Biological entities such as genes, proteins, and microRNAs are critical players in various biological processes and diseases. The role of these entities on biological processes and diseases forms a significant part of biomedical knowledge bases. However, a large portion of this information is buried in scientific literature as unstructured text. This work is motivated by our belief that the development of relation extraction systems that capture the roles of such entities on different processes and diseases from literature is important and much needed. We hypothesize that connections between biological entities and concepts as stated in text can be captured by the extraction of a small number of relations, which we call CAIR relations: Connections through Association, Involvement, and Regulation. ☐ We have developed a general relation extraction framework that reduces the effort required for developing individual relation extraction (RE) systems. This framework is based on a structured representation called Extended Dependency Graph (EDG), which utilizes syntactic dependencies and information beyond syntax to capture thematic dependencies. Based on this framework, we developed a general CAIR relation extraction system to connect a bio-entity to associated concepts. To demonstrate the wide applicability of CAIR relations and the framework, we have developed several RE systems and text-mining applications including miRiaD, a tool to extract the role of microRNAs in diseases, and Phos2X, a tool to extract the functional impact of protein phosphorylation. Additionally, as a continuation of miRiaD development, we also developed DEXTER, a tool to extract microRNA’s differential expression level information in diseases, which covers a different aspect of microRNA-disease associations.
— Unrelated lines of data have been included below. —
//! Connected account repository
//!
//! Links between users and provider identities. Provider tokens are
//! encrypted before they reach the database; new users created from a
//! provider identity are written together with their first link in one
//! transaction.

use async_trait::async_trait;
use chrono::{DateTime, Utc};
use sea_orm::{
    ActiveModelTrait, ColumnTrait, DatabaseConnection, EntityTrait, IntoActiveModel, QueryFilter,
    QueryOrder, Set, TransactionTrait,
};
use std::sync::Arc;
use uuid::Uuid;

use super::{CONNECTED_ACCOUNT, StoreError, USER, normalize_email};
use crate::crypto::{CryptoKey, decrypt_account_tokens, encrypt_account_tokens};
use crate::models::connected_account::{self, Entity as ConnectedAccount};
use crate::models::user;
use crate::resolver::{AccountLinker, AccountUpdater, ProviderIdentity};

/// Repository for connected account database operations
#[derive(Debug, Clone)]
pub struct ConnectedAccountRepository {
    db: Arc<DatabaseConnection>,
    crypto_key: CryptoKey,
}

impl ConnectedAccountRepository {
    pub fn new(db: Arc<DatabaseConnection>, crypto_key: CryptoKey) -> Self {
        Self { db, crypto_key }
    }

    /// Finds the link for a `(provider, provider_id)` pair
    pub async fn find_by_provider_id(
        &self,
        provider: &str,
        provider_id: &str,
    ) -> Result<Option<connected_account::Model>, StoreError> {
        Ok(ConnectedAccount::find()
            .filter(connected_account::Column::Provider.eq(provider))
            .filter(connected_account::Column::ProviderId.eq(provider_id))
            .one(&*self.db)
            .await?)
    }

    /// Lists a user's links, oldest first
    pub async fn list_for_user(
        &self,
        user_id: Uuid,
    ) -> Result<Vec<connected_account::Model>, StoreError> {
        Ok(ConnectedAccount::find()
            .filter(connected_account::Column::UserId.eq(user_id))
            .order_by_asc(connected_account::Column::CreatedAt)
            .all(&*self.db)
            .await?)
    }

    /// Decrypts the stored `(access, refresh)` tokens of a link
    pub fn decrypt_tokens(
        &self,
        account: &connected_account::Model,
    ) -> Result<(Option<String>, Option<String>), StoreError> {
        decrypt_account_tokens(&self.crypto_key, account).map_err(|e| {
            tracing::error!(
                provider = %account.provider,
                provider_id = %account.provider_id,
                "Token decryption failed"
            );
            StoreError::Crypto(e)
        })
    }

    fn new_account(
        &self,
        id: Uuid,
        user_id: Uuid,
        provider: &str,
        identity: &ProviderIdentity,
        now: DateTime<Utc>,
    ) -> Result<connected_account::ActiveModel, StoreError> {
        let mut account = connected_account::ActiveModel {
            id: Set(id),
            user_id: Set(user_id),
            provider: Set(provider.to_string()),
            provider_id: Set(identity.id.clone()),
            created_at: Set(now),
            ..Default::default()
        };
        self.apply_snapshot(&mut account, provider, identity, now)?;
        Ok(account)
    }

    /// Copies the profile snapshot and freshly encrypted tokens onto `account`
    fn apply_snapshot(
        &self,
        account: &mut connected_account::ActiveModel,
        provider: &str,
        identity: &ProviderIdentity,
        now: DateTime<Utc>,
    ) -> Result<(), StoreError> {
        let (token_ciphertext, refresh_token_ciphertext) = encrypt_account_tokens(
            &self.crypto_key,
            provider,
            &identity.id,
            identity.token.as_deref(),
            identity.refresh_token.as_deref(),
        )?;

        account.name = Set(identity.name.clone());
        account.nickname = Set(identity.nickname.clone());
        account.email = Set(identity.email().map(str::to_string));
        account.avatar_path = Set(identity.avatar.clone());
        account.token_ciphertext = Set(token_ciphertext);
        account.refresh_token_ciphertext = Set(refresh_token_ciphertext);
        account.expires_at = Set(identity.expires_at);
        account.updated_at = Set(now);
        Ok(())
    }
}

#[async_trait]
impl AccountLinker for ConnectedAccountRepository {
    async fn find_connected_account(
        &self,
        provider: &str,
        provider_id: &str,
    ) -> Result<Option<connected_account::Model>, StoreError> {
        self.find_by_provider_id(provider, provider_id).await
    }

    async fn create_connected_account(
        &self,
        user: &user::Model,
        provider: &str,
        identity: &ProviderIdentity,
    ) -> Result<connected_account::Model, StoreError> {
        let account = self.new_account(Uuid::new_v4(), user.id, provider, identity, Utc::now())?;
        let created = account
            .insert(&*self.db)
            .await
            .map_err(|e| StoreError::from_write(e, CONNECTED_ACCOUNT))?;

        tracing::info!(
            user_id = %user.id,
            provider = %provider,
            connected_account_id = %created.id,
            "Connected account created"
        );
        Ok(created)
    }

    async fn create_user_from_provider(
        &self,
        provider: &str,
        identity: &ProviderIdentity,
    ) -> Result<user::Model, StoreError> {
        let email = identity.email().ok_or(StoreError::MissingField("email"))?;
        let now = Utc::now();
        let user_id = Uuid::new_v4();
        let account_id = Uuid::new_v4();

        let txn = self.db.begin().await?;

        let created_user = user::ActiveModel {
            id: Set(user_id),
            name: Set(identity.display_name()),
            email: Set(normalize_email(email)),
            email_verified_at: Set(Some(now)),
            current_connected_account_id: Set(Some(account_id)),
            created_at: Set(now),
            updated_at: Set(now),
        }
        .insert(&txn)
        .await
        .map_err(|e| StoreError::from_write(e, USER))?;

        self.new_account(account_id, user_id, provider, identity, now)?
            .insert(&txn)
            .await
            .map_err(|e| StoreError::from_write(e, CONNECTED_ACCOUNT))?;

        txn.commit().await?;

        tracing::info!(
            user_id = %created_user.id,
            provider = %provider,
            connected_account_id = %account_id,
            "User created from provider identity"
        );
        Ok(created_user)
    }
}

#[async_trait]
impl AccountUpdater for ConnectedAccountRepository {
    async fn update_connected_account(
        &self,
        user: &user::Model,
        account: &connected_account::Model,
        provider: &str,
        identity: &ProviderIdentity,
    ) -> Result<connected_account::Model, StoreError> {
        let mut active = account.clone().into_active_model();
        active.user_id = Set(user.id);
        self.apply_snapshot(&mut active, provider, identity, Utc::now())?;

        Ok(active.update(&*self.db).await?)
    }

    async fn set_current_connected_account(
        &self,
        user: &user::Model,
        account: &connected_account::Model,
    ) -> Result<(), StoreError> {
        let mut active = user.clone().into_active_model();
        active.current_connected_account_id = Set(Some(account.id));
        active.updated_at = Set(Utc::now());
        active.update(&*self.db).await?;
        Ok(())
    }
}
Such differential expression statements are stated through comparative sentences, comparing expression levels in two different samples. Thus, we have developed a general system to identify comparison sentences and extract the various components (compared aspect, compared entities/scenarios, and scale of the comparison). Additionally, we extended DEXTER to also extract gene expression information. All the tools we have developed have been evaluated by comparing with human annotations and show high precision and recall.